→ **RECORD EXTRACTS**:
· · ·
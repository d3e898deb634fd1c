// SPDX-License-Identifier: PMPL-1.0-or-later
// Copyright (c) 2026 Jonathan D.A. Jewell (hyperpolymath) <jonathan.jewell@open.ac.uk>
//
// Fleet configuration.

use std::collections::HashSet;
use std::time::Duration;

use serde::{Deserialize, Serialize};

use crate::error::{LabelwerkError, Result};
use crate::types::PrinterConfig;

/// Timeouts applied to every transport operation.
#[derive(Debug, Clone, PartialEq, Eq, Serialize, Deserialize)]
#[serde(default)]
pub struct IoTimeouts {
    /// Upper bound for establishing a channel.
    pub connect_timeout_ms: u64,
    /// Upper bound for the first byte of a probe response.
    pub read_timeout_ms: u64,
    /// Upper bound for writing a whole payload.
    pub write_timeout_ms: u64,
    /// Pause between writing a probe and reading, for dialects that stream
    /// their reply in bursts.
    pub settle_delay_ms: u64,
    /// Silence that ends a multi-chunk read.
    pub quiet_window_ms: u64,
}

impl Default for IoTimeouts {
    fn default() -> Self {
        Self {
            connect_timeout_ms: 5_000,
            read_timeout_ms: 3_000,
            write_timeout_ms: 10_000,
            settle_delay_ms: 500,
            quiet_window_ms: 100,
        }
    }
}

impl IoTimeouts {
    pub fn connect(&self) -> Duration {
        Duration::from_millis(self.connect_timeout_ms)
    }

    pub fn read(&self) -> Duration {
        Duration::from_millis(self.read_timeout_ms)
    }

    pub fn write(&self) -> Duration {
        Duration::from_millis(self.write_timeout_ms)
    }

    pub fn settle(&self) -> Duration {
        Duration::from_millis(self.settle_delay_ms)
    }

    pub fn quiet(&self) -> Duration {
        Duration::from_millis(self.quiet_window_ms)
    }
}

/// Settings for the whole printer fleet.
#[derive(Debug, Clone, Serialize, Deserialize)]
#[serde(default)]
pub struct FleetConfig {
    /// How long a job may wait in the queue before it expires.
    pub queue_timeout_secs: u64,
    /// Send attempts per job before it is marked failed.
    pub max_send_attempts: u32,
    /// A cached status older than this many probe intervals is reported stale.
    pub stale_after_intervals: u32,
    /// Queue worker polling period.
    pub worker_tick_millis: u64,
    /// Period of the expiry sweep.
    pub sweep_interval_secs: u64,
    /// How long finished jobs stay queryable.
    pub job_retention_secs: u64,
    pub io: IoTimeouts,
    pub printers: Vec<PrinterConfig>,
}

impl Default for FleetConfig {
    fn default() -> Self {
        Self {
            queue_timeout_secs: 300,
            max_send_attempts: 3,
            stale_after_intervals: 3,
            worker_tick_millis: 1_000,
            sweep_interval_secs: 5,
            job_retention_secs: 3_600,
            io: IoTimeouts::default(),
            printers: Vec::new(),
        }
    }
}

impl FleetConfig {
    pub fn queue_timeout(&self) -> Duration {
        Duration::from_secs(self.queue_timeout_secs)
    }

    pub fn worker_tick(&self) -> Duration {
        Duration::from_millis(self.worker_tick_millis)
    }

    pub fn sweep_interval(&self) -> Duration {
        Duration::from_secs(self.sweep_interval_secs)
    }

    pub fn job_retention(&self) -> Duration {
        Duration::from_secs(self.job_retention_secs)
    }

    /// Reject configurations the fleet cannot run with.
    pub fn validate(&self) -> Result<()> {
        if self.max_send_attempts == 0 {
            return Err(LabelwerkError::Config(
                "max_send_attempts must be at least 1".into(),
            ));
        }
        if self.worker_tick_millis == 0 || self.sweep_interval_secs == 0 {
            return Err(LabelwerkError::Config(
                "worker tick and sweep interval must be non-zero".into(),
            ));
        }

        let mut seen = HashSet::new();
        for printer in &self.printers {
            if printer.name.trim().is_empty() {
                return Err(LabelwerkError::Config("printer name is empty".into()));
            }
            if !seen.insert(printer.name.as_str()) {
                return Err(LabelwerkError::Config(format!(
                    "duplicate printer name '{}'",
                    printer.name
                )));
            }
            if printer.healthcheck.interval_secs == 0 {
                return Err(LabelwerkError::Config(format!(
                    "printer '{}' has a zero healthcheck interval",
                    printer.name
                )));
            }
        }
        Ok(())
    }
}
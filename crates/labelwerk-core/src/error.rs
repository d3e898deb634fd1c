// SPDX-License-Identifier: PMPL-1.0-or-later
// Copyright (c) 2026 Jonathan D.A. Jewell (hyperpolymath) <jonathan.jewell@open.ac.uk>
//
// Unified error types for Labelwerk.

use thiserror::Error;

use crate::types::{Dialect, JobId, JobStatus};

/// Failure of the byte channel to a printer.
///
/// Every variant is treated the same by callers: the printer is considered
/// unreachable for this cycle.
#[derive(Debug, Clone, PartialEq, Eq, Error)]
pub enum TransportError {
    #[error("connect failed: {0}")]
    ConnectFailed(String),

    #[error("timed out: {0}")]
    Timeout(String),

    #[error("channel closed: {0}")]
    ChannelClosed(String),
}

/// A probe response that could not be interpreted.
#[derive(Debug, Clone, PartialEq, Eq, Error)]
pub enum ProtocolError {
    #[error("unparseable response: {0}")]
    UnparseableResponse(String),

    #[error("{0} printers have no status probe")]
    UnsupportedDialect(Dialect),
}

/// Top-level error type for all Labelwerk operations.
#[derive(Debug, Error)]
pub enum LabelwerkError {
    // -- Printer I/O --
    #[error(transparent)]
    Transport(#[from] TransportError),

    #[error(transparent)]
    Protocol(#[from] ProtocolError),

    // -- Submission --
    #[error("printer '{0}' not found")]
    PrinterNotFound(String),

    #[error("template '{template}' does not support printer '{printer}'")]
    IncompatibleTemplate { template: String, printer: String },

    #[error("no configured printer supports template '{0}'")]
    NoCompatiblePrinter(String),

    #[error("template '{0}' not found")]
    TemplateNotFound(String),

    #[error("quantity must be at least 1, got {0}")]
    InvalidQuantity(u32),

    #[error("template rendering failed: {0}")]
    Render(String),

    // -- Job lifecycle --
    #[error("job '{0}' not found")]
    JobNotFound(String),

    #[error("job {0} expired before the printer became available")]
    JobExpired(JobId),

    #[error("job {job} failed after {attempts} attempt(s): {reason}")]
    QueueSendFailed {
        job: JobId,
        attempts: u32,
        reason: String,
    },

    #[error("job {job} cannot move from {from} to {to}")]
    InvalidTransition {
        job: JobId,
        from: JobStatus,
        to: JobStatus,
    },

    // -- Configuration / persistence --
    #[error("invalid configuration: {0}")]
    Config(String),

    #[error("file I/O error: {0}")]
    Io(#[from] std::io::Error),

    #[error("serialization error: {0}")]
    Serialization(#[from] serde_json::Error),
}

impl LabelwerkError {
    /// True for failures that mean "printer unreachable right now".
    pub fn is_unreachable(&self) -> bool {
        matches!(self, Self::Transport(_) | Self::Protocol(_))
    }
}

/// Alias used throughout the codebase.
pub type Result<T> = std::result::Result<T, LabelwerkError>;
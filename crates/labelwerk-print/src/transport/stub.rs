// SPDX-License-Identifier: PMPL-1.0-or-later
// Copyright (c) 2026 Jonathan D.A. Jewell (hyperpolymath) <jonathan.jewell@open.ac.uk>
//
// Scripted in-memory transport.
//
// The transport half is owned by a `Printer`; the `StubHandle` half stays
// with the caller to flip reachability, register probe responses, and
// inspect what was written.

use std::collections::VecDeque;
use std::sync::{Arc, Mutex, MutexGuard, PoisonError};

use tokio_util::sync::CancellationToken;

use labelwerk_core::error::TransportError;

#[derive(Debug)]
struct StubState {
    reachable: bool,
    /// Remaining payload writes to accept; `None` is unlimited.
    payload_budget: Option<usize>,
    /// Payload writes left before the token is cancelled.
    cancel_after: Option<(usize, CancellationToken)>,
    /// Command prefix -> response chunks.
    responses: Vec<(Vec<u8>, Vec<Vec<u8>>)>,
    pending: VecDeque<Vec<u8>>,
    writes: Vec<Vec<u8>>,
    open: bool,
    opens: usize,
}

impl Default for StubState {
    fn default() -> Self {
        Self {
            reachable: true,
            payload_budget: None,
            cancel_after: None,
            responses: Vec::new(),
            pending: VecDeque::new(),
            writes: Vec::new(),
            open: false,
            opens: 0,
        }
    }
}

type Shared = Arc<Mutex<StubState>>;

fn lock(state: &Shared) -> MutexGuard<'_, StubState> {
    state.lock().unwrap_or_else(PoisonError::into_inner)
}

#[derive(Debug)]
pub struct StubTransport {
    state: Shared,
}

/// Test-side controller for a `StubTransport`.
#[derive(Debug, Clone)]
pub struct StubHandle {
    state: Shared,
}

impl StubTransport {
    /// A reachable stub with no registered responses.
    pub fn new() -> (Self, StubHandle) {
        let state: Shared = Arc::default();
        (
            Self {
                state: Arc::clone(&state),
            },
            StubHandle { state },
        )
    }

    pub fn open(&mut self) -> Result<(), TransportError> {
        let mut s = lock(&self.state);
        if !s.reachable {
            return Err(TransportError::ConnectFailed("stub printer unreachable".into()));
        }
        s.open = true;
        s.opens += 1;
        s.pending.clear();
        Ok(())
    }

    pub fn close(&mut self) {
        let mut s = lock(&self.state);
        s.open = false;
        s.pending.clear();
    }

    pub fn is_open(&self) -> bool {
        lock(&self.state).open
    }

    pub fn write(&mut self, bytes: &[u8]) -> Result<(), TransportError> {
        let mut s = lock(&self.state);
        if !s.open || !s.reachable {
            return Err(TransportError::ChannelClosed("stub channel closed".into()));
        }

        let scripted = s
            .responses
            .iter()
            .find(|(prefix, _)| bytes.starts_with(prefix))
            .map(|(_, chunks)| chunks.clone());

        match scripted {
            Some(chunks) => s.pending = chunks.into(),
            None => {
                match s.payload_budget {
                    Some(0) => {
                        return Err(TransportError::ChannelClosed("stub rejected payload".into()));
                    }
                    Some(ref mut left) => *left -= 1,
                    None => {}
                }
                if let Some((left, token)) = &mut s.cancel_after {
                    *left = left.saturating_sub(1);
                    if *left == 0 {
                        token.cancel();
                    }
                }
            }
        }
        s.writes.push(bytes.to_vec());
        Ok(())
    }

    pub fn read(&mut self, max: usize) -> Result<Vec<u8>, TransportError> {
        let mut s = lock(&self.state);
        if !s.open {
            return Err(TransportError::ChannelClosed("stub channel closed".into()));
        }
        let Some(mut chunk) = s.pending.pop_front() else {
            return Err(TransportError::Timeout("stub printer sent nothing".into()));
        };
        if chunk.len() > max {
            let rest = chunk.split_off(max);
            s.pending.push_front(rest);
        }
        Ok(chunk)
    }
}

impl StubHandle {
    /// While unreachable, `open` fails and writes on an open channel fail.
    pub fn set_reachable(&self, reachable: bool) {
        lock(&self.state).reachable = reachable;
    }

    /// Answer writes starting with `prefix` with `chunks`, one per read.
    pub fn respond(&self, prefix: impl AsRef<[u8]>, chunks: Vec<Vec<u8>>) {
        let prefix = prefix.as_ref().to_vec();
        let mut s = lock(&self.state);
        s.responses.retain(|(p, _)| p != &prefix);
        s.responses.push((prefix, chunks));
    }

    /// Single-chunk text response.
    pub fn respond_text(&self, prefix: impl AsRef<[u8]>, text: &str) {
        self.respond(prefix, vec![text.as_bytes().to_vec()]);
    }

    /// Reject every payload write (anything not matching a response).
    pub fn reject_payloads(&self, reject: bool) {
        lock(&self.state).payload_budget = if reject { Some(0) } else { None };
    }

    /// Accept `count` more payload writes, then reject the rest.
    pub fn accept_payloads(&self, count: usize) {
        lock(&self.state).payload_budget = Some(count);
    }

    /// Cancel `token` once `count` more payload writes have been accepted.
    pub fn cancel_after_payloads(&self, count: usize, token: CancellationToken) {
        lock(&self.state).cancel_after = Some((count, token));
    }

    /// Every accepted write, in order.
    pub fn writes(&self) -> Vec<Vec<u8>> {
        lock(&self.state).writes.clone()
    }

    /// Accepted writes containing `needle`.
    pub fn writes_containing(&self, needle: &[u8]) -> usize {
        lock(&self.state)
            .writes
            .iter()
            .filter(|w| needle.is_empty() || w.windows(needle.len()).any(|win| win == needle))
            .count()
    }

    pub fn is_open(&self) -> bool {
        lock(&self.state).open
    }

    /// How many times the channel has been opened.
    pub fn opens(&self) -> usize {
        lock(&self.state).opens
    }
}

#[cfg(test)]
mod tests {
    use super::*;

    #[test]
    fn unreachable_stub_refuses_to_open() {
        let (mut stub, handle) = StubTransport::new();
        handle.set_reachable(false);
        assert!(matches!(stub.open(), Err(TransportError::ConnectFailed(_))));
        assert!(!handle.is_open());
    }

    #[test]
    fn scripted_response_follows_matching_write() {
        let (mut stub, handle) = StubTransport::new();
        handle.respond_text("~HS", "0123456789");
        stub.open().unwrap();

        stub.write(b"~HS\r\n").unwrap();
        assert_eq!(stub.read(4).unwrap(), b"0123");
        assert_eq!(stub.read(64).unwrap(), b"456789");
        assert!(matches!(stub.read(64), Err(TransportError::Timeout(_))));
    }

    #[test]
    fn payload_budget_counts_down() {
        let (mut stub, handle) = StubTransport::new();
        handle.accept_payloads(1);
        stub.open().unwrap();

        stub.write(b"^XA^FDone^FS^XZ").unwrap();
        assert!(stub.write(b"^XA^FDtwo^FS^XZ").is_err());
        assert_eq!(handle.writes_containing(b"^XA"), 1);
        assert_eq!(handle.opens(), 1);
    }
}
· · ·
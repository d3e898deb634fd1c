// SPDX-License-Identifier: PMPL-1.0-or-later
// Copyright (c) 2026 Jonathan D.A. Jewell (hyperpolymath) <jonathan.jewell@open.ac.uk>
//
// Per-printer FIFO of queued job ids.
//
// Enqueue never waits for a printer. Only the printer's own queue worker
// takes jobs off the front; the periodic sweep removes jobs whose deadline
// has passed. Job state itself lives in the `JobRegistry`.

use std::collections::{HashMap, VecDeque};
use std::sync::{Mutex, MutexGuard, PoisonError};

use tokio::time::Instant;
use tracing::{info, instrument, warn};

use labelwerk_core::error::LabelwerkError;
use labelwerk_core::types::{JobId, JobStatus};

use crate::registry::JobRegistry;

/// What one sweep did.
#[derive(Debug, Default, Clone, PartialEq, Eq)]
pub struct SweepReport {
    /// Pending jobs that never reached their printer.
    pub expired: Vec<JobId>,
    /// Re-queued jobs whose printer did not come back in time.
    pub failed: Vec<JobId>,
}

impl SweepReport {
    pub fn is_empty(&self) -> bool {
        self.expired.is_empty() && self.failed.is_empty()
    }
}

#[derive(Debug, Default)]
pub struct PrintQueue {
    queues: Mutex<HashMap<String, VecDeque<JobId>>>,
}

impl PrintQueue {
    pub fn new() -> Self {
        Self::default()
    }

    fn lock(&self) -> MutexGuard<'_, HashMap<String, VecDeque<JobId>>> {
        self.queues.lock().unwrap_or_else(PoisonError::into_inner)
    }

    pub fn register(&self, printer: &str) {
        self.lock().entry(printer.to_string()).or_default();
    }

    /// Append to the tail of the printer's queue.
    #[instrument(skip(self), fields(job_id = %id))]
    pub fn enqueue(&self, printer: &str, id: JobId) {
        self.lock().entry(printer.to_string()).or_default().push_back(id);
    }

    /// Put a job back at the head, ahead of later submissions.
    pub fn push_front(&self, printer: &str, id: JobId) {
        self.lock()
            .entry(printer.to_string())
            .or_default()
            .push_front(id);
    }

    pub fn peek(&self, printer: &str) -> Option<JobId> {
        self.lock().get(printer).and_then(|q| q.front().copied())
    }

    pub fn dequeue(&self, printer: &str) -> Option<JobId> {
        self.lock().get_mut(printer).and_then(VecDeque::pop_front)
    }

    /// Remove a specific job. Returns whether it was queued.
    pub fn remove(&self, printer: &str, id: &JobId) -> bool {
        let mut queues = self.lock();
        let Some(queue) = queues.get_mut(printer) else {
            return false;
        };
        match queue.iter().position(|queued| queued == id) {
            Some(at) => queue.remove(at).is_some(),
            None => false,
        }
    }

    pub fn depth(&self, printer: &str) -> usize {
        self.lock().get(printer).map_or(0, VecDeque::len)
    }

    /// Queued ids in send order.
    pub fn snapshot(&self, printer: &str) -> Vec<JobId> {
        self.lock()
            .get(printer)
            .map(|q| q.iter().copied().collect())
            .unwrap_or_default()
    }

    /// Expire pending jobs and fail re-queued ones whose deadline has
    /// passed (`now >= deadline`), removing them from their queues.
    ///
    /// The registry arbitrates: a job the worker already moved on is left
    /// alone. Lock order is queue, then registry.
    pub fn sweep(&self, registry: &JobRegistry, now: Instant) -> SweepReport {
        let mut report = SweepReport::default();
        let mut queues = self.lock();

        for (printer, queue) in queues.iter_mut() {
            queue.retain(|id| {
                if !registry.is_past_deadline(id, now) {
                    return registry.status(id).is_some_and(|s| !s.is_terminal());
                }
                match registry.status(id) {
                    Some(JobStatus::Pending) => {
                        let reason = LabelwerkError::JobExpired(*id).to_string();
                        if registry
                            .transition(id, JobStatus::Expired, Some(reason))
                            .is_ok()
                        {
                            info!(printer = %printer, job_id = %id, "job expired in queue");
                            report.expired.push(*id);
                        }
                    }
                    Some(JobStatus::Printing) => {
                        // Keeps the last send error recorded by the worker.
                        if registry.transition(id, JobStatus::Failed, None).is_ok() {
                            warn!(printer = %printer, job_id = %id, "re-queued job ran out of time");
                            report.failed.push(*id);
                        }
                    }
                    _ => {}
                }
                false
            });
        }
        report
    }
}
· · ·
→ **EXERCISE DETAILS**:
Looking at the records above, return exactly the lines from the line with "usize, token: CancellationToken)" to the line with "handle.set_reachable(false);", both ends included.

→ **EXPECTED OUTPUT**:
    pub fn cancel_after_payloads(&self, count: usize, token: CancellationToken) {
        lock(&self.state).cancel_after = Some((count, token));
    }

    /// Every accepted write, in order.
    pub fn writes(&self) -> Vec<Vec<u8>> {
        lock(&self.state).writes.clone()
    }

    /// Accepted writes containing `needle`.
    pub fn writes_containing(&self, needle: &[u8]) -> usize {
        lock(&self.state)
            .writes
            .iter()
            .filter(|w| needle.is_empty() || w.windows(needle.len()).any(|win| win == needle))
            .count()
    }

    pub fn is_open(&self) -> bool {
        lock(&self.state).open
    }

    /// How many times the channel has been opened.
    pub fn opens(&self) -> usize {
        lock(&self.state).opens
    }
}

#[cfg(test)]
mod tests {
    use super::*;

    #[test]
    fn unreachable_stub_refuses_to_open() {
        let (mut stub, handle) = StubTransport::new();
        handle.set_reachable(false);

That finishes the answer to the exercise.